The trial was the culmination of a four-year FBI investigation that yielded thousands of pages of sworn affidavits and two thousand hours of conversations secretly recorded by FBI phone taps and bugs. It had all the hallmarks of the mob stories in movie theaters: colorful gangsters with nicknames like "Lemons" and "The Crab." Dogged investigators. Sotto voce planning sessions. Killings. And, inevitably, turncoats who cut deals for themselves and created a domino effect that ended with Dante Strollo testifying against his kid brother--who, in turn, agreed to tell the government mob secrets "whenever, wherever, to whomever, and in whatever form" federal prosecutors demanded.

It's a story that still plays well in the movies. But increased federal pressure and an influx of new ethnic and racial groups have radically changed the face of organized crime, decimating enterprises that were traditionally controlled by a few Italian families.

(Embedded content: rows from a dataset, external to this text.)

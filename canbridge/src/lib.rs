//! Expose a remote CANopen node's object dictionary as named device server attributes
//!
//! The crate is the registry and dispatch layer of a bridge device server:
//!
//! - An [ObjectAddress] grammar covering the three addressing styles operators use
//!   (hexadecimal index with optional sub-index, decimal index, symbolic entry name)
//! - An [AttributeRegistry] mapping attribute names to addresses and serving their reads
//!   and writes as SDO transactions
//! - An [AttributeSpec]/[AttributeDefinition] pair for declaring attributes as data, at
//!   startup via a TOML [AttributeList] or at runtime via an add command
//! - A [Device] orchestrating startup and teardown around those pieces
//!
//! What the crate does not do: talk to a CAN bus or present attributes to control system
//! clients. Both collaborators sit behind the narrow traits in [traits], and the only
//! CANopen knowledge here is how an address string selects a dictionary entry.
#![warn(missing_docs, missing_copy_implementations)]

mod address;
mod attributes;
mod config;
mod device;
mod registry;
pub mod traits;
mod value;

pub use address::{
    resolve_read, resolve_write, AddressError, EntryKey, ObjectAddress, ResolveError,
};
pub use attributes::{AccessMode, AttributeDefinition, AttributeSpec, AttributeType};
pub use config::{AttributeList, ConfigError, DeviceConfig};
pub use device::{Device, DeviceError, DeviceState};
pub use registry::{AccessError, AttributeRegistry};
pub use value::Value;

A final wave of indictments from the Youngstown investigation is expected any day. But after that, La Cosa Nostra--the Mafia--in Ohio is probably finished.

"This was the last Mafia case. That's why I did it," says attorney Jay Milano, who defended Riddle. He should know. Milano's father, Jerry, defended a handful of wise guys in the 1970s and 1980s. The $65-an-hour fee the government paid Milano to represent Riddle is well below his regular rate, but he accepted the work because he wanted to be part of this trial. "It was worth it. It was complex and interesting," he says, noting his law firm had to build a new database just to keep track of all the evidence.

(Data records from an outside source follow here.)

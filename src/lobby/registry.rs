//! Lobby registry: every active lobby, the member index and queue routing
//!
//! The collection sits behind a short-held synchronous mutex that is never
//! held across an await. Each lobby has its own async mutex that is held for
//! the whole of a command, including the map lookup at queue pop and the
//! rating commit, so a reader sees a lobby either before or after a command.
//! The registry mutex may be taken while a lobby mutex is held, never the
//! other way round.

use crate::amqp::publisher::EventPublisher;
use crate::config::LobbyConfig;
use crate::error::{LobbyError, LobbyResult};
use crate::lobby::captains::CaptainSelector;
use crate::lobby::consensus::Verdict;
use crate::lobby::draft::PickOutcome;
use crate::lobby::instance::{LobbyInstance, LobbyState};
use crate::metrics::MetricsCollector;
use crate::rating::RatingUpdateCoordinator;
use crate::store::{MapRepository, PlayerRepository};
use crate::types::*;
use crate::utils::current_timestamp;
use rand::RngCore;
use serde::Serialize;
use std::collections::{BTreeMap, HashMap};
use std::sync::atomic::{AtomicU32, Ordering};
use std::sync::{Arc, Mutex as StdMutex};
use tokio::sync::Mutex;
use tracing::{debug, error, info, warn};

/// Statistics about registry operations
#[derive(Debug, Clone, Default, PartialEq, Eq, Serialize)]
pub struct LobbyRegistryStats {
    /// Total number of lobbies created
    pub lobbies_created: u64,
    /// Total number of lobbies completed
    pub lobbies_completed: u64,
    /// Completed lobbies whose result was forced
    pub matches_forced: u64,
    /// Report rounds reset by conflicting reports
    pub report_conflicts: u64,
    /// Current number of active lobbies
    pub active_lobbies: usize,
    /// Players holding a place in a queuing lobby
    pub queued_players: usize,
}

It's easy to view the mob as a romantic relic--with images of Al Pacino talking to Marlon Brando in a vegetable garden--or to simply write it off as an insular faction that runs a few gambling operations and rarely uses violence outside its own ranks. Or, in this case, as a group of small-time flunkies from downstate who turned out to be a bunch of squealers and chumps.

But the reality in Mahoning County is that the mob has held that area in its clutches for nearly three generations, infiltrated its public institutions to an unprecedented level, and, some residents say, choked off any possibility the depressed region has of economic recovery.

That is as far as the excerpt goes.